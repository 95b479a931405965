use dioxus::prelude::*;
use dioxus_free_icons::icons::fa_solid_icons::FaStar;
use dioxus_free_icons::Icon;

const MAX_SCORE: u8 = 5;

/// Read-only star row for an average rating.
#[component]
pub fn Stars(value: f64) -> Element {
    let filled = value.round().clamp(0.0, MAX_SCORE as f64) as u8;
    rsx! {
        span {
            class: "stars",
            for position in 1..=MAX_SCORE {
                span {
                    class: if position <= filled { "star star-filled" } else { "star star-empty" },
                    Icon { icon: FaStar, width: 16, height: 16 }
                }
            }
        }
    }
}

/// Interactive 1-5 star input. Disabled while logged out; the caller is
/// told the chosen score and performs the mutation.
#[component]
pub fn RatingInput(value: u8, disabled: bool, on_rate: EventHandler<u8>) -> Element {
    rsx! {
        span {
            class: if disabled { "rating-input rating-input-disabled" } else { "rating-input" },
            for score in 1..=MAX_SCORE {
                button {
                    class: if score <= value { "rating-star star-filled" } else { "rating-star star-empty" },
                    disabled,
                    "aria-label": "rate {score}",
                    onclick: move |_| on_rate.call(score),
                    Icon { icon: FaStar, width: 20, height: 20 }
                }
            }
        }
    }
}
//! Registration view with a role picker (regular user or cook).

use api::models::RegisterRequest;
use dioxus::prelude::*;
use store::Role;
use ui::{use_api, use_session, ErrorBanner};

use crate::Route;

#[component]
pub fn Register() -> Element {
    let api = use_api();
    let session = use_session();
    let nav = use_navigator();

    let mut username = use_signal(String::new);
    let mut email = use_signal(String::new);
    let mut password = use_signal(String::new);
    let mut confirm = use_signal(String::new);
    let mut role = use_signal(|| Role::User);
    let mut error = use_signal(String::new);
    let mut loading = use_signal(|| false);

    if session.current().is_some() {
        nav.replace(Route::Home {});
    }

    let handle_submit = move |evt: FormEvent| {
        evt.prevent_default();
        if password() != confirm() {
            error.set("Passwords do not match".to_string());
            return;
        }
        if password().len() < 6 {
            error.set("Password must be at least 6 characters".to_string());
            return;
        }
        let api = api.clone();
        spawn(async move {
            error.set(String::new());
            loading.set(true);
            let request = RegisterRequest {
                username: username().trim().to_string(),
                email: email().trim().to_string(),
                password: password(),
                role: role(),
            };
            match api.register(&request).await {
                Ok(()) => {
                    nav.push(Route::Login {});
                }
                Err(err) => {
                    tracing::error!("registration failed: {err}");
                    loading.set(false);
                    error.set(err.message().to_string());
                }
            }
        });
    };

    rsx! {
        div {
            class: "page auth-page",
            div {
                class: "auth-card",
                h1 { "Create Account" }
                p { class: "auth-subtitle", "Join the community and start sharing recipes" }

                ErrorBanner { message: error() }

                form {
                    class: "auth-form",
                    onsubmit: handle_submit,
                    input {
                        r#type: "text",
                        placeholder: "Username",
                        autocomplete: "username",
                        value: username(),
                        oninput: move |evt| username.set(evt.value()),
                    }
                    input {
                        r#type: "email",
                        placeholder: "Email",
                        autocomplete: "email",
                        value: email(),
                        oninput: move |evt| email.set(evt.value()),
                    }
                    input {
                        r#type: "password",
                        placeholder: "Password",
                        autocomplete: "new-password",
                        value: password(),
                        oninput: move |evt| password.set(evt.value()),
                    }
                    input {
                        r#type: "password",
                        placeholder: "Confirm Password",
                        autocomplete: "new-password",
                        value: confirm(),
                        oninput: move |evt| confirm.set(evt.value()),
                    }

                    div {
                        class: "role-picker",
                        span { class: "filter-label", "I want to:" }
                        label {
                            class: if role() == Role::User { "chip chip-active" } else { "chip" },
                            input {
                                r#type: "radio",
                                name: "role",
                                checked: role() == Role::User,
                                onchange: move |_| role.set(Role::User),
                            }
                            "Browse and rate recipes"
                        }
                        label {
                            class: if role() == Role::Cook { "chip chip-active" } else { "chip" },
                            input {
                                r#type: "radio",
                                name: "role",
                                checked: role() == Role::Cook,
                                onchange: move |_| role.set(Role::Cook),
                            }
                            "Share my own recipes"
                        }
                    }

                    button {
                        class: "primary",
                        r#type: "submit",
                        disabled: loading(),
                        if loading() { "Creating account..." } else { "Sign Up" }
                    }
                }

                p {
                    class: "auth-switch",
                    "Already have an account? "
                    Link { to: Route::Login {}, "Sign In" }
                }
            }
        }
    }
}
//! Property-based tests for parsing invariants
//!
//! - Pagination always stays within the schema's limits
//! - Unknown and non-filterable fields never reach the filter map
//! - Only sortable fields reach the sort map
//! - Parsing is deterministic

use acton_query::prelude::*;
use proptest::prelude::*;

// =============================================================================
// HELPER STRATEGIES
// =============================================================================

fn schema() -> ResourceSchema {
    ResourceSchema::new()
        .with_field("name", FieldSchema::new(FieldType::String).filterable().sortable())
        .with_field("age", FieldSchema::new(FieldType::Number).filterable())
        .with_field("active", FieldSchema::new(FieldType::Boolean).filterable().sortable())
        .with_field("secret", FieldSchema::new(FieldType::String).sortable())
}

fn number_text_strategy() -> impl Strategy<Value = String> {
    prop_oneof![
        (-1000i64..1000).prop_map(|n| n.to_string()),
        (-100.0f64..100.0).prop_map(|n| format!("{n:.2}")),
        prop::string::string_regex("[a-z ]{0,4}").unwrap(),
    ]
}

fn limits_strategy() -> impl Strategy<Value = (u64, u64, bool)> {
    (1u64..200, any::<bool>()).prop_flat_map(|(max, allow)| (1..=max, Just(max), Just(allow)))
}

fn key_strategy() -> impl Strategy<Value = String> {
    let field = prop_oneof![
        Just("name"),
        Just("age"),
        Just("active"),
        Just("secret"),
        Just("ghost"),
    ];
    let operator = prop_oneof![
        Just(""),
        Just("[eq]"),
        Just("[ne]"),
        Just("[gt]"),
        Just("[in]"),
        Just("[nin]"),
        Just("[match]"),
        Just("[bogus]"),
    ];
    (field, operator).prop_map(|(field, operator)| format!("{field}{operator}"))
}

fn value_strategy() -> impl Strategy<Value = String> {
    prop_oneof![
        prop::string::string_regex("[a-z0-9,]{0,6}").unwrap(),
        prop::string::string_regex("[0-9]{1,3}(,[0-9]{1,3}){0,2}").unwrap(),
        Just("true".to_string()),
    ]
}

fn pairs_strategy() -> impl Strategy<Value = Vec<(String, String)>> {
    prop::collection::vec((key_strategy(), value_strategy()), 0..8)
}

fn sort_strategy() -> impl Strategy<Value = String> {
    prop::collection::vec(
        prop_oneof![
            Just("name"),
            Just("-name"),
            Just("age"),
            Just("-active"),
            Just("secret"),
            Just("ghost"),
            Just(""),
        ],
        0..5,
    )
    .prop_map(|tokens| tokens.join(","))
}

// =============================================================================
// PAGINATION PROPERTIES
// =============================================================================

mod pagination_properties {
    use super::*;

    proptest! {
        #[test]
        fn limit_within_schema_bounds(
            page in number_text_strategy(),
            limit in number_text_strategy(),
            (default_limit, max_limit, allow) in limits_strategy(),
        ) {
            let schema = ResourceSchema::new()
                .with_default_limit(default_limit)
                .with_max_limit(max_limit)
                .with_allow_no_limit(allow);
            let query = QueryParams::from_pairs([("page", page), ("limit", limit)]);

            let pagination = parse_params(&query, &schema, &ParseOptions::default())
                .unwrap()
                .pagination;

            prop_assert!(pagination.page >= 1);
            prop_assert!(pagination.limit <= max_limit);
            prop_assert_eq!(pagination.offset, (pagination.page - 1) * pagination.limit);
            if pagination.limit == 0 {
                prop_assert!(allow);
                prop_assert_eq!(pagination.page, 1);
            }
        }

        #[test]
        fn negative_limit_uses_default(
            limit in -1000i64..0,
            (default_limit, max_limit, allow) in limits_strategy(),
        ) {
            let schema = ResourceSchema::new()
                .with_default_limit(default_limit)
                .with_max_limit(max_limit)
                .with_allow_no_limit(allow);

            let descriptor = parse_query(&format!("limit={limit}"), &schema).unwrap();
            prop_assert_eq!(descriptor.pagination.limit, default_limit);
        }
    }
}

// =============================================================================
// FILTER AND SORT PROPERTIES
// =============================================================================

mod selection_properties {
    use super::*;

    proptest! {
        #[test]
        fn only_filterable_fields_are_filtered(pairs in pairs_strategy()) {
            let query = QueryParams::from_pairs(pairs);
            match parse_params(&query, &schema(), &ParseOptions::default()) {
                Ok(descriptor) => {
                    for field in descriptor.filter.iter().flat_map(|filter| filter.keys()) {
                        prop_assert!(["name", "age", "active"].contains(&field.as_str()));
                    }
                    prop_assert!(descriptor.filter.as_ref().is_none_or(|filter| !filter.is_empty()));
                }
                Err(err) => {
                    let validation = err.as_validation();
                    prop_assert!(validation.is_some());
                    let field = validation.map(|v| v.field.as_str()).unwrap_or_default();
                    prop_assert!(["name", "age", "active"].contains(&field));
                }
            }
        }

        #[test]
        fn only_sortable_fields_are_sorted(sort in sort_strategy()) {
            let query = QueryParams::from_pairs([("sort", sort)]);
            let descriptor = parse_params(&query, &schema(), &ParseOptions::default()).unwrap();
            for field in descriptor.sort.keys() {
                prop_assert!(["name", "active", "secret"].contains(&field.as_str()));
            }
        }

        #[test]
        fn parsing_is_deterministic(pairs in pairs_strategy(), sort in sort_strategy()) {
            let mut pairs = pairs;
            pairs.push(("sort".to_string(), sort));
            let query = QueryParams::from_pairs(pairs);

            let first = parse_params(&query, &schema(), &ParseOptions::default());
            let second = parse_params(&query, &schema(), &ParseOptions::default());
            match (first, second) {
                (Ok(a), Ok(b)) => prop_assert_eq!(a, b),
                (Err(a), Err(b)) => prop_assert_eq!(a.as_validation(), b.as_validation()),
                _ => prop_assert!(false, "outcomes differ"),
            }
        }
    }
}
━━━━
Reproduce exactly, and with no other material, the lines between those holding "fn sort_strategy() ->" and "prop_assert!(allow);", inclusive.

fn sort_strategy() -> impl Strategy<Value = String> {
    prop::collection::vec(
        prop_oneof![
            Just("name"),
            Just("-name"),
            Just("age"),
            Just("-active"),
            Just("secret"),
            Just("ghost"),
            Just(""),
        ],
        0..5,
    )
    .prop_map(|tokens| tokens.join(","))
}

// =============================================================================
// PAGINATION PROPERTIES
// =============================================================================

mod pagination_properties {
    use super::*;

    proptest! {
        #[test]
        fn limit_within_schema_bounds(
            page in number_text_strategy(),
            limit in number_text_strategy(),
            (default_limit, max_limit, allow) in limits_strategy(),
        ) {
            let schema = ResourceSchema::new()
                .with_default_limit(default_limit)
                .with_max_limit(max_limit)
                .with_allow_no_limit(allow);
            let query = QueryParams::from_pairs([("page", page), ("limit", limit)]);

            let pagination = parse_params(&query, &schema, &ParseOptions::default())
                .unwrap()
                .pagination;

            prop_assert!(pagination.page >= 1);
            prop_assert!(pagination.limit <= max_limit);
            prop_assert_eq!(pagination.offset, (pagination.page - 1) * pagination.limit);
            if pagination.limit == 0 {
                prop_assert!(allow);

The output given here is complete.